## Data for analysis
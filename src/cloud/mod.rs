//! Asynchronous cloud OCR: blob upload, job launch, and result polling.
//!
//! Submission and completion are decoupled. [`launch::CloudJobLauncher`]
//! returns as soon as the provider *accepts* a job; every later status query
//! runs [`poll::CloudJobPoller`], which rebuilds the job's state from the
//! provider's paginated results. Nothing about a job is cached in process
//! memory; the provider is the durable store, so any number of server
//! instances can poll the same job concurrently.
//!
//! The two seams, [`BlobStore`] and [`CloudOcrProvider`], are traits so the
//! pipeline can be driven by in-memory fakes in tests; [`aws`] provides the
//! S3 + Textract implementations.

#[cfg(feature = "aws")]
pub mod aws;
pub mod launch;
pub mod poll;

use crate::error::PdfTextError;
use crate::output::JobStatus;
use async_trait::async_trait;

/// Bucket + key of an uploaded object.
#[derive(Debug, Clone, PartialEq, Eq)]
pub struct BlobLocation {
    pub bucket: String,
    pub key: String,
}

/// Object metadata requested on upload.
#[derive(Debug, Clone, PartialEq, Eq)]
pub struct PutOptions {
    pub content_type: &'static str,
    /// Ask the store to encrypt the object at rest (AES-256).
    pub server_side_encryption: bool,
}

/// Object storage the OCR provider can read from.
#[async_trait]
pub trait BlobStore: Send + Sync {
    async fn put_object(
        &self,
        location: &BlobLocation,
        body: &[u8],
        options: &PutOptions,
    ) -> Result<(), PdfTextError>;
}

/// One line of recognised text reported by the provider.
#[derive(Debug, Clone, PartialEq, Eq)]
pub struct DetectedLine {
    /// 1-indexed page; `None` when the provider omitted it.
    pub page: Option<usize>,
    pub text: String,
}

/// One page of a provider's paginated "get results" response.
#[derive(Debug, Clone, PartialEq, Eq)]
pub struct DetectionPage {
    pub status: JobStatus,
    /// Page count of the source document, once the provider knows it.
    pub document_pages: Option<usize>,
    pub lines: Vec<DetectedLine>,
    pub next_token: Option<String>,
}

/// An asynchronous text-detection service.
#[async_trait]
pub trait CloudOcrProvider: Send + Sync {
    /// Start a job over an uploaded object, returning the provider's job id.
    async fn start_text_detection(&self, location: &BlobLocation) -> Result<String, PdfTextError>;

    /// Fetch one page of results for `job_id`.
    async fn get_text_detection(
        &self,
        job_id: &str,
        next_token: Option<&str>,
        max_results: i32,
    ) -> Result<DetectionPage, PdfTextError>;
}
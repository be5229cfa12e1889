//! Error types for the edgequake-pdftext library.
//!
//! Three distinct types reflect three distinct outcomes:
//!
//! * [`PdfTextError`]: **Fatal**: the request cannot be served at all
//!   (oversized upload, no blob destination, cloud-only launch failure).
//!   Returned as `Err(PdfTextError)` from [`crate::Extractor`].
//!
//! * [`PageError`]: **Non-fatal**: a single page failed to render or be
//!   recognised. It is logged and the page is stored with the
//!   [`crate::output::OCR_FAILED_SENTINEL`] text so the rest of the document
//!   survives.
//!
//! * [`Fallthrough`]: **Not an error**: a strategy declined the document
//!   (too little embedded text, unreadable text layer, cloud launch failed in
//!   fallback mode). The orchestrator logs it and tries the next strategy.

use std::path::PathBuf;
use thiserror::Error;

/// All fatal errors returned by the edgequake-pdftext library.
#[derive(Debug, Error)]
pub enum PdfTextError {
    // ── Input errors ──────────────────────────────────────────────────────
    /// The upload carried no PDF body, or declared a non-PDF content type.
    #[error("Expected a PDF byte buffer, got {found}")]
    InvalidInputType { found: String },

    /// The buffer exceeds the configured size ceiling.
    #[error(
        "PDF size ({}) exceeds maximum allowed size of {}",
        human_size(.actual),
        human_size(.max)
    )]
    PayloadTooLarge { actual: usize, max: usize },

    /// A status query was made without a job id.
    #[error("Missing job id for status query")]
    InvalidJobId,

    /// The file given to [`crate::Extractor::extract_file`] could not be read.
    #[error("Failed to read '{path}': {source}")]
    ReadFailed {
        path: PathBuf,
        #[source]
        source: std::io::Error,
    },

    // ── PDF errors ────────────────────────────────────────────────────────
    /// PDF header/trailer/xref is corrupt and cannot be parsed.
    #[error("PDF is corrupt or unreadable: {detail}")]
    CorruptPdf { detail: String },

    // ── Cloud errors ──────────────────────────────────────────────────────
    /// Cloud OCR was selected but no bucket was configured.
    #[error("No blob-store destination configured for cloud OCR.\nSet AWS_S3_BUCKET_NAME or pass --bucket.")]
    MissingBlobDestination,

    /// Uploading the PDF to the blob store failed.
    #[error("Failed to upload '{key}' to the blob store: {detail}")]
    BlobUploadFailed { key: String, detail: String },

    /// The provider refused to start the OCR job.
    #[error("Cloud OCR job failed to start: {detail}")]
    CloudLaunchFailed { detail: String },

    /// Fetching job results from the provider failed.
    #[error("Failed to fetch results for job '{job_id}': {detail}")]
    CloudPollFailed { job_id: String, detail: String },

    // ── Local resource errors ─────────────────────────────────────────────
    /// Creating or writing the per-request scratch directory failed.
    #[error("Scratch space error: {source}")]
    ScratchSpace {
        #[source]
        source: std::io::Error,
    },

    // ── Config errors ─────────────────────────────────────────────────────
    /// Builder validation failed.
    #[error("Invalid configuration: {0}")]
    InvalidConfig(String),

    // ── Pdfium binding errors ─────────────────────────────────────────────
    /// Could not bind to a pdfium library.
    #[error(
        "Failed to bind to pdfium library: {0}\n\n\
Install libpdfium for your platform, or set PDFIUM_LIB_PATH to the\n\
directory that contains it.\n"
    )]
    PdfiumBindingFailed(String),

    // ── Catch-all ─────────────────────────────────────────────────────────
    /// Unexpected internal error.
    #[error("Internal error: {0}")]
    Internal(String),
}

impl PdfTextError {
    /// `true` when the caller sent something wrong (maps to a 4xx response),
    /// `false` when the failure is on the server side.
    pub fn is_client_error(&self) -> bool {
        matches!(
            self,
            PdfTextError::InvalidInputType { .. }
                | PdfTextError::PayloadTooLarge { .. }
                | PdfTextError::InvalidJobId
        )
    }
}

/// A non-fatal error for a single page of local OCR.
#[derive(Debug, Clone, Error, serde::Serialize, serde::Deserialize)]
pub enum PageError {
    /// Page rasterisation failed.
    #[error("Page {page}: rasterisation failed: {detail}")]
    RenderFailed { page: usize, detail: String },

    /// The recogniser failed on the page image.
    #[error("Page {page}: recognition failed: {detail}")]
    RecognitionFailed { page: usize, detail: String },
}

/// Why a strategy handed the document on to the next one.
#[derive(Debug, Clone, Error, PartialEq, Eq)]
pub enum Fallthrough {
    /// The embedded text layer is too thin to count as real text.
    #[error("embedded text too short ({chars} chars, need more than {threshold})")]
    InsufficientText { chars: usize, threshold: usize },

    /// The text layer could not be parsed at all.
    #[error("text layer unreadable: {detail}")]
    Unparseable { detail: String },

    /// Cloud launch failed and local fallback is allowed.
    #[error("cloud OCR unavailable: {detail}")]
    CloudUnavailable { detail: String },
}

/// Render a byte count as megabytes with two decimals, e.g. `"50.00 MB"`.
pub fn human_size(bytes: &usize) -> String {
    format!("{:.2} MB", *bytes as f64 / 1024.0 / 1024.0)
}

#[cfg(test)]
mod tests {
    use super::*;

    #[test]
    fn payload_too_large_display() {
        let e = PdfTextError::PayloadTooLarge {
            actual: 60 * 1024 * 1024,
            max: 50 * 1024 * 1024,
        };
        let msg = e.to_string();
        assert!(msg.contains("60.00 MB"), "got: {msg}");
        assert!(msg.contains("50.00 MB"), "got: {msg}");
    }

    #[test]
    fn human_size_rounds_to_two_decimals() {
        assert_eq!(human_size(&0), "0.00 MB");
        assert_eq!(human_size(&(1024 * 1024 + 512 * 1024)), "1.50 MB");
    }

    #[test]
    fn client_errors_are_classified() {
        assert!(PdfTextError::InvalidJobId.is_client_error());
        assert!(PdfTextError::InvalidInputType {
            found: "text/plain".into()
        }
        .is_client_error());
        assert!(!PdfTextError::MissingBlobDestination.is_client_error());
        assert!(!PdfTextError::CloudLaunchFailed {
            detail: "denied".into()
        }
        .is_client_error());
    }

    #[test]
    fn page_error_display() {
        let e = PageError::RecognitionFailed {
            page: 3,
            detail: "tesseract exited 1".into(),
        };
        assert!(e.to_string().contains("Page 3"));
        assert!(e.to_string().contains("tesseract exited 1"));
    }

    #[test]
    fn fallthrough_display_mentions_threshold() {
        let f = Fallthrough::InsufficientText {
            chars: 4,
            threshold: 20,
        };
        assert!(f.to_string().contains("4 chars"));
        assert!(f.to_string().contains("20"));
    }
}
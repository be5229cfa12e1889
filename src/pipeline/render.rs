//! PDF access via pdfium: the embedded text layer and page rasterisation.
//!
//! ## Why blocking traits?
//!
//! The `pdfium-render` crate wraps the pdfium C++ library, which uses
//! thread-local state internally and is not safe to call from async contexts.
//! Both traits here are synchronous; the strategies that use them run inside
//! `tokio::task::spawn_blocking`, keeping Tokio worker threads free during
//! CPU-heavy parsing and rendering.
//!
//! ## Why cap pixels as well as DPI?
//!
//! Page sizes vary wildly: an A0 poster at 150 DPI would produce a
//! 7,000 × 9,900 px image. `max_rendered_pixels` caps the longest edge
//! regardless of physical size, keeping memory bounded per page.

use crate::error::{PageError, PdfTextError};
use image::ImageFormat;
use pdfium_render::prelude::*;
use std::path::Path;
use tracing::{debug, info};

/// Reads the embedded text layer of a PDF.
pub trait TextLayer: Send + Sync {
    /// Text of every page in order, one entry per page.
    fn page_texts(&self, pdf: &[u8]) -> Result<Vec<String>, PdfTextError>;
}

/// Opens PDFs for page-by-page rasterisation.
pub trait Rasteriser: Send + Sync {
    fn open<'a>(&'a self, pdf_path: &Path) -> Result<Box<dyn PageSource + 'a>, PdfTextError>;
}

/// An opened document that renders one page at a time.
pub trait PageSource {
    fn page_count(&self) -> usize;

    /// Render page `index` (0-based) at `dpi` and write it as PNG to `dest`.
    fn render_png(&self, index: usize, dpi: u32, dest: &Path) -> Result<(), PageError>;
}

/// pdfium-backed [`TextLayer`] and [`Rasteriser`].
pub struct PdfiumEngine {
    pdfium: Pdfium,
    max_rendered_pixels: u32,
}

impl PdfiumEngine {
    /// Bind to libpdfium in `lib_dir`, or to the system library when `None`.
    pub fn bind(lib_dir: Option<&Path>, max_rendered_pixels: u32) -> Result<Self, PdfTextError> {
        let bindings = match lib_dir {
            Some(dir) => {
                Pdfium::bind_to_library(Pdfium::pdfium_platform_library_name_at_path(
                    &dir.to_path_buf(),
                ))
            }
            None => Pdfium::bind_to_system_library(),
        }
        .map_err(|e| PdfTextError::PdfiumBindingFailed(format!("{:?}", e)))?;

        info!(
            "pdfium bound ({})",
            lib_dir.map_or("system".into(), |d| d.display().to_string())
        );
        Ok(Self {
            pdfium: Pdfium::new(bindings),
            max_rendered_pixels,
        })
    }
}

impl TextLayer for PdfiumEngine {
    fn page_texts(&self, pdf: &[u8]) -> Result<Vec<String>, PdfTextError> {
        let document = self
            .pdfium
            .load_pdf_from_byte_slice(pdf, None)
            .map_err(|e| PdfTextError::CorruptPdf {
                detail: format!("{:?}", e),
            })?;

        let pages = document.pages();
        let mut texts = Vec::with_capacity(pages.len() as usize);
        for (idx, page) in pages.iter().enumerate() {
            let text = page.text().map_err(|e| PdfTextError::CorruptPdf {
                detail: format!("page {}: {:?}", idx + 1, e),
            })?;
            texts.push(text.all().trim().to_string());
        }
        debug!("Read text layer of {} pages", texts.len());
        Ok(texts)
    }
}

impl Rasteriser for PdfiumEngine {
    fn open<'a>(&'a self, pdf_path: &Path) -> Result<Box<dyn PageSource + 'a>, PdfTextError> {
        let document = self
            .pdfium
            .load_pdf_from_file(pdf_path, None)
            .map_err(|e| PdfTextError::CorruptPdf {
                detail: format!("{:?}", e),
            })?;
        info!("PDF loaded for rasterisation: {} pages", document.pages().len());
        Ok(Box::new(PdfiumPages {
            document,
            max_pixels: self.max_rendered_pixels,
        }))
    }
}

struct PdfiumPages<'a> {
    document: PdfDocument<'a>,
    max_pixels: u32,
}

impl PageSource for PdfiumPages<'_> {
    fn page_count(&self) -> usize {
        self.document.pages().len() as usize
    }

    fn render_png(&self, index: usize, dpi: u32, dest: &Path) -> Result<(), PageError> {
        let page_num = index + 1;
        let page = self
            .document
            .pages()
            .get(index as u16)
            .map_err(|e| PageError::RenderFailed {
                page: page_num,
                detail: format!("{:?}", e),
            })?;

        let render_config = PdfRenderConfig::new()
            .scale_page_by_factor(dpi as f32 / 72.0)
            .set_maximum_width(self.max_pixels as i32)
            .set_maximum_height(self.max_pixels as i32);

        let bitmap = page
            .render_with_config(&render_config)
            .map_err(|e| PageError::RenderFailed {
                page: page_num,
                detail: format!("{:?}", e),
            })?;

        let image = bitmap.as_image();
        debug!(
            "Rendered page {} → {}x{} px",
            page_num,
            image.width(),
            image.height()
        );

        image
            .save_with_format(dest, ImageFormat::Png)
            .map_err(|e| PageError::RenderFailed {
                page: page_num,
                detail: format!("PNG write failed: {}", e),
            })
    }
}

#[cfg(test)]
mod tests {
    use super::*;
    use std::sync::Arc;

    fn assert_shareable<T: Send + Sync>() {}

    #[test]
    fn engine_can_back_both_shared_traits() {
        assert_shareable::<PdfiumEngine>();
        // Backends hands one engine to both tiers.
        fn as_traits(engine: Arc<PdfiumEngine>) -> (Arc<dyn TextLayer>, Arc<dyn Rasteriser>) {
            (engine.clone(), engine)
        }
        let _ = as_traits;
    }
}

## Action item
From the entries above, print the lines beginning at the one with "configured size ceiling." and stopping after the one with "usize, max: usize", exactly as written and with nothing else.

## Expected answer
    /// The buffer exceeds the configured size ceiling.
    #[error(
        "PDF size ({}) exceeds maximum allowed size of {}",
        human_size(.actual),
        human_size(.max)
    )]
    PayloadTooLarge { actual: usize, max: usize },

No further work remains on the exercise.